Task item —
Can you return the records below exactly as they stand, but only from the first line through the one with "of one document."?

[Collected data entries]
______

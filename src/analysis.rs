//! Contract analysis over extracted text: summary and risks, questions,
//! version comparison.
//!
//! Each task is one text-model call through a [`TextCompleter`]. The JSON
//! tasks tolerate the usual model noise (code fences, a sentence before the
//! object) and missing arrays; anything else that does not parse is a
//! [`ExtractError::MalformedResponse`].

use crate::error::ExtractError;
use crate::pipeline::postprocess::extract_json_object;
use crate::prompts::{analysis_prompt, comparison_prompt, question_prompt, ANALYST_SYSTEM_PROMPT};
use crate::provider::TextCompleter;
use serde::de::DeserializeOwned;
use serde::{Deserialize, Serialize};
use std::sync::Arc;
use tracing::{debug, info};

/// A titled clause with an explanation of what it means for the reader.
#[derive(Debug, Clone, Default, PartialEq, Eq, Serialize, Deserialize)]
pub struct Clause {
    pub title: String,
    pub detail: String,
}

/// Plain-language review of one document.
#[derive(Debug, Clone, Default, PartialEq, Eq, Serialize, Deserialize)]
#[serde(rename_all = "camelCase")]
pub struct DocumentAnalysis {
    pub summary: String,
    #[serde(default)]
    pub key_clauses: Vec<Clause>,
    #[serde(default)]
    pub red_flags: Vec<Clause>,
}

/// Overall verdict on the changes between two versions.
#[derive(Debug, Clone, Default, PartialEq, Eq, Serialize, Deserialize)]
pub struct RiskAssessment {
    /// e.g. "Low Risk", "Medium Risk", "High Risk".
    pub rating: String,
    pub summary: String,
}

/// A clause present in both versions whose terms changed.
#[derive(Debug, Clone, Default, PartialEq, Eq, Serialize, Deserialize)]
#[serde(rename_all = "camelCase")]
pub struct ModifiedClause {
    pub clause_title: String,
    pub old_text_summary: String,
    pub new_text_summary: String,
    pub risk_analysis: String,
}

/// Clause-level difference between an old and a new contract version.
#[derive(Debug, Clone, Default, PartialEq, Eq, Serialize, Deserialize)]
#[serde(rename_all = "camelCase")]
pub struct ComparisonReport {
    pub overall_risk_assessment: RiskAssessment,
    #[serde(default)]
    pub new_clauses: Vec<Clause>,
    #[serde(default)]
    pub removed_clauses: Vec<Clause>,
    #[serde(default)]
    pub modified_clauses: Vec<ModifiedClause>,
}

/// Runs the analysis tasks against a text model.
#[derive(Clone)]
pub struct ContractAnalyst {
    completer: Arc<dyn TextCompleter>,
}

impl ContractAnalyst {
    pub fn new(completer: Arc<dyn TextCompleter>) -> Self {
        Self { completer }
    }

    /// Summarise `text` and list its key clauses and red flags.
    pub async fn analyze(&self, text: &str) -> Result<DocumentAnalysis, ExtractError> {
        let text = non_empty(text, "document text")?;
        info!("Analysing document ({} chars)", text.len());
        let raw = self.call("analysis", &analysis_prompt(text)).await?;
        parse_json("analysis", &raw)
    }

    /// Answer `question` from `text` alone.
    ///
    /// When the document does not contain the answer the model is told to
    /// reply with [`crate::prompts::ANSWER_NOT_FOUND`].
    pub async fn answer(&self, text: &str, question: &str) -> Result<String, ExtractError> {
        let text = non_empty(text, "document text")?;
        let question = non_empty(question, "question")?;
        info!("Answering question: {}", question);
        let raw = self.call("question", &question_prompt(text, question)).await?;
        Ok(raw.trim().to_string())
    }

    /// Compare an old and a new version of a contract.
    pub async fn compare(&self, old: &str, new: &str) -> Result<ComparisonReport, ExtractError> {
        let old = non_empty(old, "old document text")?;
        let new = non_empty(new, "new document text")?;
        info!("Comparing documents ({} vs {} chars)", old.len(), new.len());
        let raw = self.call("comparison", &comparison_prompt(old, new)).await?;
        parse_json("comparison", &raw)
    }

    async fn call(&self, task: &'static str, prompt: &str) -> Result<String, ExtractError> {
        self.completer
            .complete(ANALYST_SYSTEM_PROMPT, prompt)
            .await
            .map_err(|e| ExtractError::ModelCallFailed {
                task,
                detail: e.to_string(),
            })
    }
}

fn non_empty<'a>(value: &'a str, what: &str) -> Result<&'a str, ExtractError> {
    let trimmed = value.trim();
    if trimmed.is_empty() {
        Err(ExtractError::InvalidInput {
            input: format!("empty {what}"),
        })
    } else {
        Ok(trimmed)
    }
}

fn parse_json<T: DeserializeOwned>(task: &'static str, raw: &str) -> Result<T, ExtractError> {
    let json = extract_json_object(raw).ok_or_else(|| ExtractError::MalformedResponse {
        task,
        detail: "no JSON object in response".into(),
    })?;
    debug!("Parsing {} response ({} bytes)", task, json.len());
    serde_json::from_str(json).map_err(|e| ExtractError::MalformedResponse {
        task,
        detail: e.to_string(),
    })
}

______

Your response —
filename src/analysis.rs
//! Contract analysis over extracted text: summary and risks, questions,
//! version comparison.
//!
//! Each task is one text-model call through a [`TextCompleter`]. The JSON
//! tasks tolerate the usual model noise (code fences, a sentence before the
//! object) and missing arrays; anything else that does not parse is a
//! [`ExtractError::MalformedResponse`].

use crate::error::ExtractError;
use crate::pipeline::postprocess::extract_json_object;
use crate::prompts::{analysis_prompt, comparison_prompt, question_prompt, ANALYST_SYSTEM_PROMPT};
use crate::provider::TextCompleter;
use serde::de::DeserializeOwned;
use serde::{Deserialize, Serialize};
use std::sync::Arc;
use tracing::{debug, info};

/// A titled clause with an explanation of what it means for the reader.
#[derive(Debug, Clone, Default, PartialEq, Eq, Serialize, Deserialize)]
pub struct Clause {
    pub title: String,
    pub detail: String,
}

/// Plain-language review of one document.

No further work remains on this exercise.